Slow, abdominal breathing causes even the tiniest blood vessels, the capillaries, to relax and gently dilate with a greater flow of blood, oxygen, and energy.

 

Problems with Chest Breathing and Benefits of Abdominal Breathing: Chest breathing may appear full and deep because of the visible movement of the chest; however, it does not allow as much air into the lungs as abdominal breathing does.

Abdominal breathing allows the diaphragm to drop, which opens the lower lobes of the lungs, where most of the oxygen exchange takes place. Abdominal breathing causes muscles to relax, improves circulation, and increases oxygen delivery. Many people also find that when the breath is relaxed, they are more focused on the present and can find healthier ways of coping with personal problems.

 

Pain and Breathing: If the diaphragm is frozen with tension, then the chest and ribcage must move instead. This is a common symptom in people experiencing chronic pain, and some patients experience pain relief when taught abdominal breathing. There may be a direct correlation between free movement of the diaphragm and alleviation of pain.

 

Hyperventilation Syndrome: This involves chronic rapid breathing, focused on the chest, with little abdominal movement, irregular or interrupted breathing. May involve just a rising and falling of the sternum with little lateral expansion of the chest.

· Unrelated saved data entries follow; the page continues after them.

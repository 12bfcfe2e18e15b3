//! Asset mode state machine: which asset class is active, and the token
//! contract (with its metadata) the Fungible and NFT modes operate on.

use crate::chain::{ChainClient, ChainError};
use crate::errors::{self, DistributionError, Stage};
use crate::types::AssetMode;
use crate::utils::NATIVE_DECIMALS;
use ethers::types::Address;
use tracing::{debug, info};

/// ERC-20 decimals above this are treated as a broken token
pub const MAX_TOKEN_DECIMALS: u8 = 36;

/// Symbol, decimals and display glyph for the active asset.
#[derive(Debug, Clone, PartialEq, Eq)]
pub struct AssetMetadata {
    pub symbol: String,
    pub decimals: u8,
    pub icon: &'static str,
}

impl AssetMetadata {
    pub fn native(symbol: &str) -> Self {
        Self {
            symbol: symbol.to_string(),
            decimals: NATIVE_DECIMALS,
            icon: "◆",
        }
    }

    pub fn fungible(symbol: String, decimals: u8) -> Self {
        Self {
            symbol,
            decimals,
            icon: "●",
        }
    }

    pub fn nft(symbol: String) -> Self {
        Self {
            symbol,
            decimals: 0,
            icon: "▣",
        }
    }
}

/// Resolution state of the token contract for Fungible/NFT modes.
#[derive(Debug, Clone, PartialEq, Eq, Default)]
pub enum TokenState {
    #[default]
    Unset,
    Loading(Address),
    Loaded {
        address: Address,
        metadata: AssetMetadata,
    },
    Failed {
        address: Address,
        reason: String,
    },
}

#[derive(Debug, Clone)]
pub struct AssetModeController {
    mode: AssetMode,
    native: AssetMetadata,
    token: TokenState,
}

impl AssetModeController {
    pub fn new(native_symbol: &str) -> Self {
        Self {
            mode: AssetMode::Native,
            native: AssetMetadata::native(native_symbol),
            token: TokenState::Unset,
        }
    }

    pub fn mode(&self) -> AssetMode {
        self.mode
    }

    pub fn token_state(&self) -> &TokenState {
        &self.token
    }

    /// Switch modes. Returns false when `mode` is already active.
    ///
    /// A switch drops the token contract and its metadata; the caller drops
    /// parsed entries and errors.
    pub fn select(&mut self, mode: AssetMode) -> bool {
        if self.mode == mode {
            return false;
        }
        info!("Asset mode {} -> {}", self.mode, mode);
        self.mode = mode;
        self.token = TokenState::Unset;
        true
    }

    /// Network change: native symbol follows the chain
    pub fn set_native_symbol(&mut self, symbol: &str) {
        self.native = AssetMetadata::native(symbol);
    }

    /// Forget the loaded token (e.g. after an account or chain change)
    pub fn reset_token(&mut self) {
        self.token = TokenState::Unset;
    }

    /// Start resolving a token contract. Native mode has no contract.
    pub fn begin_load(&mut self, address: Address) -> bool {
        if !self.mode.requires_contract() {
            return false;
        }
        debug!("Loading {} contract {:?}", self.mode, address);
        self.token = TokenState::Loading(address);
        true
    }

    /// Apply the outcome of a load. Ignored unless `address` is still the one loading.
    pub fn finish_load(&mut self, address: Address, result: Result<AssetMetadata, String>) -> bool {
        if self.token != TokenState::Loading(address) {
            debug!("Dropping metadata for {:?}: no longer loading", address);
            return false;
        }
        self.token = match result {
            Ok(metadata) => {
                info!("Loaded {:?}: {} ({} decimals)", address, metadata.symbol, metadata.decimals);
                TokenState::Loaded { address, metadata }
            }
            Err(reason) => TokenState::Failed { address, reason },
        };
        true
    }

    /// Metadata of the active asset, `None` while a contract is unresolved
    pub fn metadata(&self) -> Option<&AssetMetadata> {
        match (self.mode, &self.token) {
            (AssetMode::Native, _) => Some(&self.native),
            (_, TokenState::Loaded { metadata, .. }) => Some(metadata),
            _ => None,
        }
    }

    /// Loaded token contract, `None` in Native mode or while unresolved
    pub fn asset_address(&self) -> Option<Address> {
        match (self.mode, &self.token) {
            (AssetMode::Native, _) => None,
            (_, TokenState::Loaded { address, .. }) => Some(*address),
            _ => None,
        }
    }

    /// Balance and approval logic may run
    pub fn is_ready(&self) -> bool {
        self.metadata().is_some()
    }

    /// Decimals used to parse and format amounts
    pub fn decimals(&self) -> u8 {
        self.metadata().map(|m| m.decimals).unwrap_or(NATIVE_DECIMALS)
    }
}

/// Read symbol and decimals of a token contract.
///
/// ERC-721 contracts without `symbol()` fall back to "NFT".
pub async fn load_metadata(
    client: &dyn ChainClient,
    mode: AssetMode,
    address: Address,
) -> Result<AssetMetadata, DistributionError> {
    let classify = |e: ChainError| errors::classify(&e, Stage::Read);
    match mode {
        AssetMode::Native => Err(DistributionError::InvalidContract(
            "native transfers have no token contract".to_string(),
        )),
        AssetMode::Fungible => {
            let symbol = client.token_symbol(address).await.map_err(classify)?;
            let decimals = client.token_decimals(address).await.map_err(classify)?;
            if decimals > MAX_TOKEN_DECIMALS {
                return Err(DistributionError::InvalidContract(format!(
                    "{} reports {} decimals",
                    symbol, decimals
                )));
            }
            Ok(AssetMetadata::fungible(symbol, decimals))
        }
        AssetMode::Nft => {
            let symbol = match client.token_symbol(address).await {
                Ok(symbol) => symbol,
                Err(e) => {
                    debug!("No symbol() on {:?}: {}", address, e);
                    "NFT".to_string()
                }
            };
            Ok(AssetMetadata::nft(symbol))
        }
    }
}

#[cfg(test)]
mod tests {
    use super::*;

    fn token() -> Address {
        Address::repeat_byte(0x11)
    }

    #[test]
    fn test_native_is_ready_without_address() {
        let ctrl = AssetModeController::new("ETH");
        assert!(ctrl.is_ready());
        assert_eq!(ctrl.metadata().unwrap().symbol, "ETH");
        assert_eq!(ctrl.decimals(), 18);
        assert_eq!(ctrl.asset_address(), None);
    }

    #[test]
    fn test_fungible_requires_load() {
        let mut ctrl = AssetModeController::new("ETH");
        assert!(ctrl.select(AssetMode::Fungible));
        assert!(!ctrl.is_ready());

        assert!(ctrl.begin_load(token()));
        assert!(!ctrl.is_ready());

        assert!(ctrl.finish_load(token(), Ok(AssetMetadata::fungible("USDC".into(), 6))));
        assert!(ctrl.is_ready());
        assert_eq!(ctrl.decimals(), 6);
        assert_eq!(ctrl.asset_address(), Some(token()));
    }

    #[test]
    fn test_switch_clears_loaded_token() {
        let mut ctrl = AssetModeController::new("ETH");
        ctrl.select(AssetMode::Fungible);
        ctrl.begin_load(token());
        ctrl.finish_load(token(), Ok(AssetMetadata::fungible("USDC".into(), 6)));

        ctrl.select(AssetMode::Nft);
        assert_eq!(ctrl.token_state(), &TokenState::Unset);
        assert!(ctrl.metadata().is_none());

        // back to fungible: the old token is not restored
        ctrl.select(AssetMode::Fungible);
        assert!(ctrl.asset_address().is_none());
    }

    #[test]
    fn test_reselecting_same_mode_is_noop() {
        let mut ctrl = AssetModeController::new("ETH");
        ctrl.select(AssetMode::Nft);
        ctrl.begin_load(token());
        assert!(!ctrl.select(AssetMode::Nft));
        assert_eq!(ctrl.token_state(), &TokenState::Loading(token()));
    }

    #[test]
    fn test_late_load_for_other_address_is_dropped() {
        let mut ctrl = AssetModeController::new("ETH");
        ctrl.select(AssetMode::Fungible);
        ctrl.begin_load(token());
        ctrl.begin_load(Address::repeat_byte(0x22));

        assert!(!ctrl.finish_load(token(), Ok(AssetMetadata::fungible("OLD".into(), 18))));
        assert_eq!(ctrl.token_state(), &TokenState::Loading(Address::repeat_byte(0x22)));
    }

    #[test]
    fn test_failed_load_has_no_metadata() {
        let mut ctrl = AssetModeController::new("ETH");
        ctrl.select(AssetMode::Nft);
        ctrl.begin_load(token());
        ctrl.finish_load(token(), Err("not a contract".into()));
        assert!(!ctrl.is_ready());
        assert!(matches!(ctrl.token_state(), TokenState::Failed { .. }));
    }

    #[test]
    fn test_native_mode_ignores_load() {
        let mut ctrl = AssetModeController::new("ETH");
        assert!(!ctrl.begin_load(token()));
        assert_eq!(ctrl.token_state(), &TokenState::Unset);
    }

    #[tokio::test]
    async fn test_load_metadata_reads_symbol_and_decimals() {
        let chain = crate::testing::FakeChain::new();
        let usdc = chain.add_token("USDC", 6);
        let metadata = load_metadata(&chain, AssetMode::Fungible, usdc).await.unwrap();
        assert_eq!(metadata, AssetMetadata::fungible("USDC".into(), 6));
    }

    #[tokio::test]
    async fn test_load_metadata_rejects_absurd_decimals() {
        let chain = crate::testing::FakeChain::new();
        let broken = chain.add_token("BRK", 77);
        let err = load_metadata(&chain, AssetMode::Fungible, broken).await.unwrap_err();
        assert!(matches!(err, DistributionError::InvalidContract(_)));
    }

    #[tokio::test]
    async fn test_load_metadata_missing_contract() {
        let chain = crate::testing::FakeChain::new();
        let err = load_metadata(&chain, AssetMode::Fungible, Address::repeat_byte(0x99))
            .await
            .unwrap_err();
        assert_ne!(err.category(), errors::ErrorCategory::Wallet);
    }
}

Hyperventilation is a common symptom in the seven major psychosomatic diseases: asthma, hypertension, ulcers, rheumatoid arthritis, colitis, hyperthyroidism, and neurodermatitis. It is also seen in migraine, chronic pain of any origin, seizure disorders and heart disease. Improper breathing does not necessarily cause these diseases, but it can be a precipitating factor, and can intensify or prolong pain and disease symptoms. The decreased oxygen supply created by rapid chest breathing can contribute to anxiety, strokes, more frequent epileptic attacks, high blood pressure, cardiac arrhythmia, and angina. Proper abdominal breathing can cure or alleviate many of these conditions. There is clinical evidence that one can learn to abort, control, and possibly cure migraines, and reduce cardiovascular risk factors, such as high blood pressure.

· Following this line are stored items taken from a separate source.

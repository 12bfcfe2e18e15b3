//! Minimal ABIs for the contracts the engine talks to: ERC-20, ERC-721 and the
//! disperse contract. Calldata is built from hand-written `Function`
//! definitions and return data decoded against their outputs.

use ethers::abi::{Function, Param, ParamType, StateMutability, Token};
use ethers::types::{Address, Bytes, U256};
use thiserror::Error;

#[derive(Debug, Error)]
pub enum AbiError {
    #[error("failed to encode {function}: {source}")]
    Encode {
        function: &'static str,
        source: ethers::abi::Error,
    },
    #[error("failed to decode {function} output: {reason}")]
    Decode { function: &'static str, reason: String },
}

#[allow(deprecated)]
fn function(
    name: &str,
    inputs: &[(&str, ParamType)],
    outputs: &[ParamType],
    state_mutability: StateMutability,
) -> Function {
    Function {
        name: name.to_string(),
        inputs: inputs
            .iter()
            .map(|(name, kind)| Param {
                name: name.to_string(),
                kind: kind.clone(),
                internal_type: None,
            })
            .collect(),
        outputs: outputs
            .iter()
            .map(|kind| Param {
                name: String::new(),
                kind: kind.clone(),
                internal_type: None,
            })
            .collect(),
        constant: None,
        state_mutability,
    }
}

fn address_array() -> ParamType {
    ParamType::Array(Box::new(ParamType::Address))
}

fn uint_array() -> ParamType {
    ParamType::Array(Box::new(ParamType::Uint(256)))
}

// ==================== ERC-20 / ERC-721 ====================

/// `balanceOf(address)`; the same selector serves ERC-20 and ERC-721
pub fn balance_of() -> Function {
    function("balanceOf", &[("owner", ParamType::Address)], &[ParamType::Uint(256)], StateMutability::View)
}

pub fn decimals() -> Function {
    function("decimals", &[], &[ParamType::Uint(8)], StateMutability::View)
}

pub fn symbol() -> Function {
    function("symbol", &[], &[ParamType::String], StateMutability::View)
}

pub fn allowance() -> Function {
    function(
        "allowance",
        &[("owner", ParamType::Address), ("spender", ParamType::Address)],
        &[ParamType::Uint(256)],
        StateMutability::View,
    )
}

pub fn approve() -> Function {
    function(
        "approve",
        &[("spender", ParamType::Address), ("amount", ParamType::Uint(256))],
        &[ParamType::Bool],
        StateMutability::NonPayable,
    )
}

pub fn owner_of() -> Function {
    function("ownerOf", &[("tokenId", ParamType::Uint(256))], &[ParamType::Address], StateMutability::View)
}

pub fn is_approved_for_all() -> Function {
    function(
        "isApprovedForAll",
        &[("owner", ParamType::Address), ("operator", ParamType::Address)],
        &[ParamType::Bool],
        StateMutability::View,
    )
}

pub fn set_approval_for_all() -> Function {
    function(
        "setApprovalForAll",
        &[("operator", ParamType::Address), ("approved", ParamType::Bool)],
        &[],
        StateMutability::NonPayable,
    )
}

// ==================== Disperse ====================

/// `disperseEther(address[] recipients, uint256[] values) payable`
pub fn disperse_ether() -> Function {
    function(
        "disperseEther",
        &[("recipients", address_array()), ("values", uint_array())],
        &[],
        StateMutability::Payable,
    )
}

/// `disperseToken(address token, address[] recipients, uint256[] values)`
pub fn disperse_token() -> Function {
    function(
        "disperseToken",
        &[("token", ParamType::Address), ("recipients", address_array()), ("values", uint_array())],
        &[],
        StateMutability::NonPayable,
    )
}

/// `disperseNFT(address token, address[] recipients, uint256[] tokenIds)`
pub fn disperse_nft() -> Function {
    function(
        "disperseNFT",
        &[("token", ParamType::Address), ("recipients", address_array()), ("tokenIds", uint_array())],
        &[],
        StateMutability::NonPayable,
    )
}

// ==================== encoding ====================

fn encode(func: Function, static_name: &'static str, args: &[Token]) -> Result<Bytes, AbiError> {
    func.encode_input(args)
        .map(Bytes::from)
        .map_err(|source| AbiError::Encode {
            function: static_name,
            source,
        })
}

fn addresses(list: &[Address]) -> Token {
    Token::Array(list.iter().map(|a| Token::Address(*a)).collect())
}

fn uints(list: &[U256]) -> Token {
    Token::Array(list.iter().map(|v| Token::Uint(*v)).collect())
}

pub fn encode_balance_of(owner: Address) -> Result<Bytes, AbiError> {
    encode(balance_of(), "balanceOf", &[Token::Address(owner)])
}

pub fn encode_decimals() -> Result<Bytes, AbiError> {
    encode(decimals(), "decimals", &[])
}

pub fn encode_symbol() -> Result<Bytes, AbiError> {
    encode(symbol(), "symbol", &[])
}

pub fn encode_allowance(owner: Address, spender: Address) -> Result<Bytes, AbiError> {
    encode(allowance(), "allowance", &[Token::Address(owner), Token::Address(spender)])
}

pub fn encode_approve(spender: Address, amount: U256) -> Result<Bytes, AbiError> {
    encode(approve(), "approve", &[Token::Address(spender), Token::Uint(amount)])
}

pub fn encode_owner_of(token_id: U256) -> Result<Bytes, AbiError> {
    encode(owner_of(), "ownerOf", &[Token::Uint(token_id)])
}

pub fn encode_is_approved_for_all(owner: Address, operator: Address) -> Result<Bytes, AbiError> {
    encode(
        is_approved_for_all(),
        "isApprovedForAll",
        &[Token::Address(owner), Token::Address(operator)],
    )
}

pub fn encode_set_approval_for_all(operator: Address, approved: bool) -> Result<Bytes, AbiError> {
    encode(
        set_approval_for_all(),
        "setApprovalForAll",
        &[Token::Address(operator), Token::Bool(approved)],
    )
}

pub fn encode_disperse_ether(recipients: &[Address], values: &[U256]) -> Result<Bytes, AbiError> {
    encode(disperse_ether(), "disperseEther", &[addresses(recipients), uints(values)])
}

pub fn encode_disperse_token(token: Address, recipients: &[Address], values: &[U256]) -> Result<Bytes, AbiError> {
    encode(
        disperse_token(),
        "disperseToken",
        &[Token::Address(token), addresses(recipients), uints(values)],
    )
}

pub fn encode_disperse_nft(token: Address, recipients: &[Address], token_ids: &[U256]) -> Result<Bytes, AbiError> {
    encode(
        disperse_nft(),
        "disperseNFT",
        &[Token::Address(token), addresses(recipients), uints(token_ids)],
    )
}

// ==================== decoding ====================

fn decode_single(func: Function, static_name: &'static str, data: &[u8]) -> Result<Token, AbiError> {
    let mut tokens = func.decode_output(data).map_err(|e| AbiError::Decode {
        function: static_name,
        reason: e.to_string(),
    })?;
    tokens.pop().ok_or(AbiError::Decode {
        function: static_name,
        reason: "empty return data".to_string(),
    })
}

pub fn decode_uint(static_name: &'static str, data: &[u8]) -> Result<U256, AbiError> {
    let func = function(static_name, &[], &[ParamType::Uint(256)], StateMutability::View);
    match decode_single(func, static_name, data)? {
        Token::Uint(v) => Ok(v),
        other => Err(AbiError::Decode {
            function: static_name,
            reason: format!("expected uint, got {:?}", other),
        }),
    }
}

pub fn decode_decimals(data: &[u8]) -> Result<u8, AbiError> {
    let value = decode_uint("decimals", data)?;
    if value > U256::from(u8::MAX) {
        return Err(AbiError::Decode {
            function: "decimals",
            reason: format!("{} does not fit in uint8", value),
        });
    }
    Ok(value.as_u32() as u8)
}

pub fn decode_address(static_name: &'static str, data: &[u8]) -> Result<Address, AbiError> {
    match decode_single(owner_of(), static_name, data)? {
        Token::Address(a) => Ok(a),
        other => Err(AbiError::Decode {
            function: static_name,
            reason: format!("expected address, got {:?}", other),
        }),
    }
}

pub fn decode_bool(static_name: &'static str, data: &[u8]) -> Result<bool, AbiError> {
    match decode_single(is_approved_for_all(), static_name, data)? {
        Token::Bool(b) => Ok(b),
        other => Err(AbiError::Decode {
            function: static_name,
            reason: format!("expected bool, got {:?}", other),
        }),
    }
}

/// Decode `symbol()`; older tokens return `bytes32` instead of `string`
pub fn decode_symbol(data: &[u8]) -> Result<String, AbiError> {
    if let Ok(Token::String(s)) = decode_single(symbol(), "symbol", data) {
        return Ok(s);
    }
    if data.len() == 32 {
        let end = data.iter().position(|b| *b == 0).unwrap_or(32);
        if let Ok(s) = std::str::from_utf8(&data[..end]) {
            if !s.is_empty() {
                return Ok(s.to_string());
            }
        }
    }
    Err(AbiError::Decode {
        function: "symbol",
        reason: "neither string nor bytes32".to_string(),
    })
}

/// 4-byte selector of some calldata, for logs
pub fn selector_hex(data: &[u8]) -> String {
    hex::encode(&data[..data.len().min(4)])
}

Note: In the case of a few diseases that create metabolic acidosis, such as hypoglycemia, diabetes, and kidney failure, chest breathing and a quicker respiratory rate may actually be necessary to maintain the correct acid-base balance.

 

How To Breathe Deeply:

·     Breathe in through your nose and out through your nose for the most relaxed, meditative breathing. In more active situations, breathe in through your nose and out through your mouth. (If your nose is congested, as is common during pregnancy because of the effects of estrogen, then you may find it more comfortable to breathe in through your nose.)

·     On the inhalation, the diaphragm muscle contracts and moves downwards, pushing the abdomen out. This increases the volume of the lungs, creating a partial vacuum and sucking air in.

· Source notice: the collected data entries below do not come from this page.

//! Chain read/write interface used by the engine.
//!
//! One `ChainClient` is bound to a connected account on one chain and is the
//! only way the engine reads contract state or broadcasts transactions. The
//! ethers-backed implementation lives in `ethers_client`; tests use an
//! in-memory fake.

use async_trait::async_trait;
use ethers::types::{Address, Bytes, TxHash, U256};
use thiserror::Error;

/// Raw failure from the chain layer, classified later by `errors::classify`.
#[derive(Debug, Clone, PartialEq, Eq, Error)]
pub enum ChainError {
    #[error("rpc error: {0}")]
    Rpc(String),
    #[error("signer error: {0}")]
    Signer(String),
    #[error("gas estimation failed: {0}")]
    GasEstimation(String),
    #[error("unexpected return data: {0}")]
    Decode(String),
    #[error("no receipt after {0}s")]
    ConfirmationTimeout(u64),
}

impl ChainError {
    pub fn message(&self) -> &str {
        match self {
            ChainError::Rpc(m) | ChainError::Signer(m) | ChainError::GasEstimation(m) | ChainError::Decode(m) => m,
            ChainError::ConfirmationTimeout(_) => "confirmation timeout",
        }
    }
}

impl From<crate::contracts::AbiError> for ChainError {
    fn from(e: crate::contracts::AbiError) -> Self {
        ChainError::Decode(e.to_string())
    }
}

/// A state-changing call ready to be signed and sent.
#[derive(Debug, Clone, PartialEq, Eq)]
pub struct ContractCall {
    pub to: Address,
    pub data: Bytes,
    pub value: U256,
    /// Operation name for logs
    pub label: &'static str,
}

/// Outcome of waiting for a receipt.
#[derive(Debug, Clone, PartialEq, Eq)]
pub enum Confirmation {
    Success {
        block_number: Option<u64>,
        gas_used: Option<U256>,
    },
    Reverted {
        block_number: Option<u64>,
    },
}

#[async_trait]
pub trait ChainClient: Send + Sync {
    /// The connected account that signs every submission
    fn account(&self) -> Address;

    fn chain_id(&self) -> u64;

    async fn native_balance(&self, owner: Address) -> Result<U256, ChainError>;

    /// `balanceOf(owner)` on an ERC-20 or ERC-721 contract
    async fn token_balance(&self, token: Address, owner: Address) -> Result<U256, ChainError>;

    async fn token_decimals(&self, token: Address) -> Result<u8, ChainError>;

    async fn token_symbol(&self, token: Address) -> Result<String, ChainError>;

    async fn allowance(&self, token: Address, owner: Address, spender: Address) -> Result<U256, ChainError>;

    async fn owner_of(&self, token: Address, token_id: U256) -> Result<Address, ChainError>;

    async fn is_approved_for_all(&self, token: Address, owner: Address, operator: Address) -> Result<bool, ChainError>;

    /// Sign and broadcast; returns as soon as the node accepts the transaction
    async fn submit(&self, call: ContractCall) -> Result<TxHash, ChainError>;

    /// Wait for one confirmation of a broadcast transaction
    async fn wait_for_receipt(&self, hash: TxHash) -> Result<Confirmation, ChainError>;
}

·     During exhalation, the diaphragm relaxes upward, the abdomen releases inward, pushing air out.

·     The chest should be relaxed, not tense. During quiet, resting times, most of the movement is in the abdomen. During more active periods, the abdomen will expand first, then the chest will also visibly expand and contract.

·     It may help to envision the breath spiraling inward, as abdomen expands, then spiraling outward.